Kashmir: The Case for Freedom is a collection of essays by Tariq Ali, Hilal Bhat, Angana P. Chatterji, Habbah Khatun, Pankaj Mishra and Arundhati Roy, published by Verso.

== Summary ==
The first essay by Pankaj Mishra describes that Kashmiris want true democracy and questions the disregard of the hardships faced by the Kashmiris and evasiveness of the Indian intellectuals on this issue. Tariq Ali in his essay "Story of Kashmir" explains how the valley which was once considered a paradise changed into a disputed region. Arundhati Roy in "Azadi: The only thing Kashmiris want" discusses Jawaharlal Nehru's stance on the Kashmir issue by referring to his speeches, letters, telegrams and quotes under the header "Seditious Nehru." Moreover, Roy elucidates what freedom means to Kashmiris. While questioning India's liberal democracy, she criticises journalists for not raising their voice against the human rights abuses against the Kashmiri people by Indian security forces. According to Roy Kashmir was never an integral part of India.

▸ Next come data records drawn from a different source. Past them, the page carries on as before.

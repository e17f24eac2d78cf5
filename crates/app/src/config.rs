//! Layered application configuration.
//!
//! Defaults come from each crate's own config struct; a TOML file given
//! with `--config` overrides them. Sections and fields are all optional,
//! so a file can pin a single threshold and leave everything else alone.

use std::path::Path;

use serde::{Deserialize, Serialize};

use tempovox_foundation::AppError;
use tempovox_grammar::ParserConfig;
use tempovox_kws::KwsConfig;
use tempovox_vad::VadConfig;

#[derive(Debug, Clone, Default, Serialize, Deserialize)]
#[serde(default)]
pub struct AppConfig {
    pub vad: VadConfig,
    pub kws: KwsConfig,
    pub parser: ParserConfig,
}

impl AppConfig {
    /// Reads the TOML file when a path is given, pure defaults otherwise.
    pub fn load(path: Option<&Path>) -> Result<Self, AppError> {
        let Some(path) = path else {
            return Ok(Self::default());
        };
        let text = std::fs::read_to_string(path)
            .map_err(|e| AppError::Config(format!("read {}: {e}", path.display())))?;
        toml::from_str(&text)
            .map_err(|e| AppError::Config(format!("parse {}: {e}", path.display())))
    }
}

#[cfg(test)]
mod tests {
    use super::*;
    use std::io::Write;

    #[test]
    fn missing_path_yields_defaults() {
        let config = AppConfig::load(None).unwrap();
        assert_eq!(config.kws.matcher.accept_threshold, 20.0);
        assert_eq!(config.parser.window_ms, 2200);
    }

    #[test]
    fn partial_file_overrides_only_named_fields() {
        let text = r#"
            [vad]
            onset_frames = 3

            [kws.matcher]
            accept_threshold = 15.0

            [parser]
            scan_depth = 4
        "#;
        let config: AppConfig = toml::from_str(text).unwrap();
        assert_eq!(config.vad.onset_frames, 3);
        assert_eq!(config.vad.hangover_frames, 8);
        assert_eq!(config.kws.matcher.accept_threshold, 15.0);
        assert_eq!(config.kws.matcher.margin_min, 2.0);
        assert_eq!(config.parser.scan_depth, 4);
        assert_eq!(config.parser.window_ms, 2200);
    }

    #[test]
    fn unreadable_file_is_a_config_error() {
        let err = AppConfig::load(Some(Path::new("/nonexistent/tempovox.toml"))).unwrap_err();
        assert!(matches!(err, AppError::Config(_)));
    }

    #[test]
    fn malformed_toml_is_a_config_error() {
        let mut file = tempfile::NamedTempFile::new().unwrap();
        writeln!(file, "[vad\nonset_frames = 3").unwrap();
        let err = AppConfig::load(Some(file.path())).unwrap_err();
        assert!(matches!(err, AppError::Config(_)));
    }
}
//! Feature extraction constants.
//!
//! The frame grid is duplicated from `tempovox-vad` on purpose: the two
//! crates stay decoupled, but templates enrolled on one grid only ever match
//! utterances framed on the same grid, so these values must agree with the
//! segmenter's.

/// Audio sample rate the analyzer expects.
pub const SAMPLE_RATE_HZ: u32 = 16_000;

/// Analysis window length in samples (25 ms).
pub const FRAME_SIZE_SAMPLES: usize = 400;

/// Analysis hop in samples (10 ms).
pub const HOP_SIZE_SAMPLES: usize = 160;

/// Number of log-spaced Goertzel bands per frame.
pub const NUM_BINS: usize = 24;

/// Lowest band center in Hz.
pub const FMIN_HZ: f32 = 300.0;

/// Highest band center in Hz.
pub const FMAX_HZ: f32 = 4000.0;

/// Longest feature sequence kept per utterance or template (1.2 s of hops).
pub const MAX_TEMPLATE_FRAMES: usize = 120;

/// Floor inside the log so silent bands stay finite.
pub const LOG_FLOOR: f32 = 1e-3;

/// Default Sakoe-Chiba band half-width for DTW, in frames.
pub const DEFAULT_DTW_BAND: usize = 10;

/// Template slots kept per vocabulary word.
pub const MAX_TEMPLATES_PER_TOKEN: usize = 3;
//! Enrolled templates and the on-disk bank.

use std::collections::BTreeMap;
use std::fs;
use std::path::Path;

use serde::{Deserialize, Serialize};
use tracing::info;

use crate::constants::{MAX_TEMPLATES_PER_TOKEN, NUM_BINS, SAMPLE_RATE_HZ};
use crate::error::KwsError;
use crate::features::FeatureFrame;
use tempovox_grammar::{Token, VOCABULARY_SIZE};

/// One enrolled exemplar: a CMVN-normalized feature sequence.
#[derive(Debug, Clone, PartialEq, Serialize, Deserialize)]
pub struct Template {
    pub frames: Vec<FeatureFrame>,
}

impl Template {
    pub fn len(&self) -> usize {
        self.frames.len()
    }

    pub fn is_empty(&self) -> bool {
        self.frames.is_empty()
    }
}

#[derive(Debug, Clone, Default)]
struct TokenSlots {
    templates: Vec<Template>,
    /// Total insertions ever made for this token; drives the wrap-around
    /// replacement cursor.
    inserted: u64,
}

/// All enrolled templates, indexed by token id.
///
/// Each token holds up to a fixed number of slots. Slots fill in order and
/// then wrap, so the fourth enrollment replaces the oldest exemplar, not the
/// newest.
#[derive(Debug, Clone)]
pub struct TemplateBank {
    slots: Vec<TokenSlots>,
    max_per_token: usize,
}

impl Default for TemplateBank {
    fn default() -> Self {
        Self::new(MAX_TEMPLATES_PER_TOKEN)
    }
}

impl TemplateBank {
    pub fn new(max_per_token: usize) -> Self {
        assert!(max_per_token > 0, "bank needs at least one slot per token");
        Self {
            slots: vec![TokenSlots::default(); VOCABULARY_SIZE],
            max_per_token,
        }
    }

    /// Copies an utterance's features into exactly-sized template storage
    /// and stores it. Allocation failure leaves every slot untouched.
    pub fn enroll(&mut self, token: Token, frames: &[FeatureFrame]) -> Result<usize, KwsError> {
        let mut stored = Vec::new();
        stored
            .try_reserve_exact(frames.len())
            .map_err(|_| KwsError::TemplateAlloc {
                frames: frames.len(),
            })?;
        stored.extend_from_slice(frames);
        Ok(self.insert(token, Template { frames: stored }))
    }

    /// Stores a template and returns the slot index it landed in.
    pub fn insert(&mut self, token: Token, template: Template) -> usize {
        let entry = &mut self.slots[token.id() as usize];
        let slot = (entry.inserted % self.max_per_token as u64) as usize;
        if slot < entry.templates.len() {
            entry.templates[slot] = template;
        } else {
            entry.templates.push(template);
        }
        entry.inserted += 1;
        slot
    }

    pub fn templates(&self, token: Token) -> &[Template] {
        &self.slots[token.id() as usize].templates
    }

    /// Tokens with at least one template, in id order.
    pub fn iter(&self) -> impl Iterator<Item = (Token, &[Template])> + '_ {
        self.slots.iter().enumerate().filter_map(|(id, entry)| {
            if entry.templates.is_empty() {
                None
            } else {
                Token::from_id(id as u16).map(|token| (token, entry.templates.as_slice()))
            }
        })
    }

    pub fn total_templates(&self) -> usize {
        self.slots.iter().map(|e| e.templates.len()).sum()
    }

    pub fn enrolled_tokens(&self) -> usize {
        self.slots.iter().filter(|e| !e.templates.is_empty()).count()
    }

    pub fn is_empty(&self) -> bool {
        self.slots.iter().all(|e| e.templates.is_empty())
    }

    /// Writes the bank as JSON keyed by spoken word.
    pub fn save(&self, path: &Path) -> Result<(), KwsError> {
        let mut tokens = BTreeMap::new();
        for (token, templates) in self.iter() {
            let frames: Vec<Vec<FeatureFrame>> =
                templates.iter().map(|t| t.frames.clone()).collect();
            tokens.insert(token.name().to_string(), frames);
        }
        let file = BankFile {
            format_version: BANK_FORMAT_VERSION,
            sample_rate: SAMPLE_RATE_HZ,
            nbins: NUM_BINS,
            tokens,
        };
        fs::write(path, serde_json::to_string(&file)?)?;
        info!(
            path = %path.display(),
            tokens = self.enrolled_tokens(),
            templates = self.total_templates(),
            "template bank saved"
        );
        Ok(())
    }

    /// Reads a bank written by [`TemplateBank::save`] or the bank builder.
    pub fn load(path: &Path) -> Result<Self, KwsError> {
        let file: BankFile = serde_json::from_str(&fs::read_to_string(path)?)?;
        if file.format_version != BANK_FORMAT_VERSION {
            return Err(KwsError::UnsupportedVersion(file.format_version));
        }
        if file.nbins != NUM_BINS {
            return Err(KwsError::BinMismatch {
                found: file.nbins,
                expected: NUM_BINS,
            });
        }
        if file.sample_rate != SAMPLE_RATE_HZ {
            return Err(KwsError::SampleRateMismatch {
                found: file.sample_rate,
                expected: SAMPLE_RATE_HZ,
            });
        }

        let mut bank = TemplateBank::default();
        for (name, templates) in file.tokens {
            let token = Token::from_name(&name).ok_or_else(|| KwsError::UnknownWord(name.clone()))?;
            for frames in templates {
                if frames.is_empty() {
                    return Err(KwsError::EmptyTemplate(name.clone()));
                }
                bank.insert(token, Template { frames });
            }
        }
        info!(
            path = %path.display(),
            tokens = bank.enrolled_tokens(),
            templates = bank.total_templates(),
            "template bank loaded"
        );
        Ok(bank)
    }
}

const BANK_FORMAT_VERSION: u32 = 1;

#[derive(Serialize, Deserialize)]
struct BankFile {
    format_version: u32,
    sample_rate: u32,
    nbins: usize,
    tokens: BTreeMap<String, Vec<Vec<FeatureFrame>>>,
}
use std::path::PathBuf;

use anyhow::Result;
use clap::Parser;

#[derive(Parser)]
#[command(name = "make-bank")]
#[command(author, version, about = "Build a template bank from recorded WAV clips")]
#[command(
    long_about = "Scans a recordings directory with one subdirectory per vocabulary word \
(wavs/five/*.wav), trims each clip to the spoken region, and writes a template bank \
the pipeline can load with --bank."
)]
struct Cli {
    /// Recordings root, one subdirectory per vocabulary word
    #[arg(long, default_value = "wavs")]
    wavs: PathBuf,

    /// Where to write the bank
    #[arg(long, default_value = "bank.json")]
    out: PathBuf,
}

fn main() -> Result<()> {
    let cli = Cli::parse();
    tracing_subscriber::fmt()
        .with_env_filter(std::env::var("RUST_LOG").unwrap_or_else(|_| "info".to_string()))
        .init();

    tempovox_app::make_bank::build_bank(&cli.wavs, &cli.out)
}
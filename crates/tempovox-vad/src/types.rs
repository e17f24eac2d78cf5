#[derive(Debug, Clone, Copy, PartialEq, Eq)]
pub enum VadState {
    Silence,
    Speech,
}

/// Events produced by the frame-level detector.
///
/// Frame indices are analysis-window positions on the hop grid: window `i`
/// covers samples `[i * hop, i * hop + frame_size)`. Timestamps derive from
/// the frame index, not the wall clock, so replayed audio is deterministic.
#[derive(Debug, Clone, PartialEq)]
pub enum VadEvent {
    SpeechStart {
        timestamp_ms: u64,
        rms: f32,
    },
    SpeechEnd {
        timestamp_ms: u64,
        /// First frame of the segment, pre-roll margin included.
        start_frame: u64,
        /// Last frame of the segment (inclusive), hangover tail included.
        end_frame: u64,
        /// Span of frames that passed the gate, without the padding margins.
        voiced_frames: u32,
        rms: f32,
    },
    /// Speech ended but the voiced span was below the minimum frame count.
    SpeechDiscarded {
        timestamp_ms: u64,
        voiced_frames: u32,
    },
}

#[derive(Debug, Clone, Default)]
pub struct VadMetrics {
    pub frames_processed: u64,
    pub speech_segments: u64,
    pub segments_too_short: u64,
    pub total_speech_ms: u64,
    pub total_silence_ms: u64,
    pub last_rms: f32,
    pub last_zcr: f32,
    pub current_noise_floor: f32,
}
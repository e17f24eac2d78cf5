//! Local timer actuator.
//!
//! Stands in for the external timer/display device: up to four concurrent
//! countdowns driven by a 1 Hz tick. Expired timers ring until a STOP
//! command silences every ringing timer at once.

use tracing::{debug, info, warn};

use tempovox_grammar::{Intent, TimerTarget};

pub const MAX_TIMERS: usize = 4;

#[derive(Debug, Clone)]
struct TimerSlot {
    name: Option<String>,
    remaining_seconds: u32,
    ringing: bool,
}

impl TimerSlot {
    fn display_name(&self, position: usize) -> String {
        match &self.name {
            Some(name) => name.clone(),
            None => format!("timer {}", position + 1),
        }
    }
}

/// Countdown state for at most [`MAX_TIMERS`] concurrent timers.
///
/// Targets resolve by display name or by 1-based slot position ("timer
/// one" is the oldest). A command with a missing target is a no-op; the
/// caller gets the operator-visible line and the event is traced.
#[derive(Debug, Default)]
pub struct TimerBank {
    slots: Vec<TimerSlot>,
}

impl TimerBank {
    pub fn new() -> Self {
        Self::default()
    }

    pub fn active_timers(&self) -> usize {
        self.slots.len()
    }

    pub fn ringing_timers(&self) -> usize {
        self.slots.iter().filter(|slot| slot.ringing).count()
    }

    pub fn remaining_seconds(&self, position: usize) -> Option<u32> {
        self.slots.get(position).map(|slot| slot.remaining_seconds)
    }

    /// Applies one parsed command. Returns lines for the operator console;
    /// an empty vec means the command was absorbed silently.
    pub fn apply(&mut self, intent: &Intent) -> Vec<String> {
        match intent {
            Intent::Stop => self.silence_all(),
            Intent::Set { name, seconds } => self.set(name.clone(), *seconds),
            Intent::Cancel { target } => self.cancel(target.as_ref()),
            Intent::Adjust { target, seconds } => self.adjust(target, *seconds),
        }
    }

    /// Advances every running countdown by one second. Call at 1 Hz.
    pub fn tick(&mut self) -> Vec<String> {
        let mut lines = Vec::new();
        for (position, slot) in self.slots.iter_mut().enumerate() {
            if slot.ringing {
                continue;
            }
            slot.remaining_seconds = slot.remaining_seconds.saturating_sub(1);
            if slot.remaining_seconds == 0 {
                slot.ringing = true;
                let label = slot.display_name(position);
                info!(timer = %label, "timer expired, ringing");
                lines.push(format!("ring: \"{label}\" finished"));
            }
        }
        lines
    }

    fn set(&mut self, name: Option<String>, seconds: u32) -> Vec<String> {
        if self.slots.len() >= MAX_TIMERS {
            let label = name.as_deref().unwrap_or("timer");
            warn!(timer = label, "timer limit reached, set refused");
            return vec![format!(
                "err: timer limit reached ({MAX_TIMERS}), \"{label}\" not set"
            )];
        }
        info!(timer = ?name, seconds, "timer set");
        self.slots.push(TimerSlot {
            name,
            remaining_seconds: seconds,
            ringing: false,
        });
        Vec::new()
    }

    fn cancel(&mut self, target: Option<&TimerTarget>) -> Vec<String> {
        match target {
            None => {
                let dropped = self.slots.len();
                self.slots.clear();
                info!(dropped, "all timers cancelled");
                Vec::new()
            }
            Some(target) => match self.resolve(target) {
                Some(position) => {
                    let slot = self.slots.remove(position);
                    info!(timer = %slot.display_name(position), "timer cancelled");
                    Vec::new()
                }
                None => self.missing(target),
            },
        }
    }

    fn adjust(&mut self, target: &TimerTarget, seconds: i64) -> Vec<String> {
        match self.resolve(target) {
            Some(position) => {
                let slot = &mut self.slots[position];
                let remaining = (slot.remaining_seconds as i64 + seconds).max(0);
                slot.remaining_seconds = remaining as u32;
                if remaining > 0 {
                    slot.ringing = false;
                }
                info!(
                    timer = %slot.display_name(position),
                    adjust = seconds,
                    remaining,
                    "timer adjusted"
                );
                Vec::new()
            }
            None => self.missing(target),
        }
    }

    fn silence_all(&mut self) -> Vec<String> {
        let before = self.slots.len();
        self.slots.retain(|slot| !slot.ringing);
        let silenced = before - self.slots.len();
        if silenced > 0 {
            info!(silenced, "ringing timers silenced");
            vec![format!("ok: silenced {silenced} ringing timer(s)")]
        } else {
            debug!("stop with nothing ringing");
            Vec::new()
        }
    }

    fn resolve(&self, target: &TimerTarget) -> Option<usize> {
        match target {
            TimerTarget::Index(n) => {
                let position = (*n as usize).checked_sub(1)?;
                (position < self.slots.len()).then_some(position)
            }
            TimerTarget::Name(name) => self
                .slots
                .iter()
                .position(|slot| slot.name.as_deref() == Some(name.as_str())),
        }
    }

    fn missing(&self, target: &TimerTarget) -> Vec<String> {
        warn!(target = %target, "no timer matching target");
        vec![format!("err: no timer matching \"{target}\"")]
    }
}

Hilal Bhatt shares his experience of a train journey, which was marred by the violence that erupted after the Babri Mosque debacle. Bhatt who lost his friends in the violence during the journey, expresses how the announcement at reaching Aligarh railway station made him realise the meaning of the word freedom. The essay also includes a poem by the sixteenth Queen of Kashmir, Habbah Khatun. Angana P. Chatterji discusses how militarisation has affected the lives of the people in the valley in her piece "The Militarised Zone", while Tariq Ali describes his views in "Afterword".

== Reviews ==
According to Manisha Gangahar, the book states the ground reality of the Kashmir region. Arifa Akbar for The Independent writes: "This collection speaks urgent truths about the disputed Kashmir region and its struggle for independence (azadi)."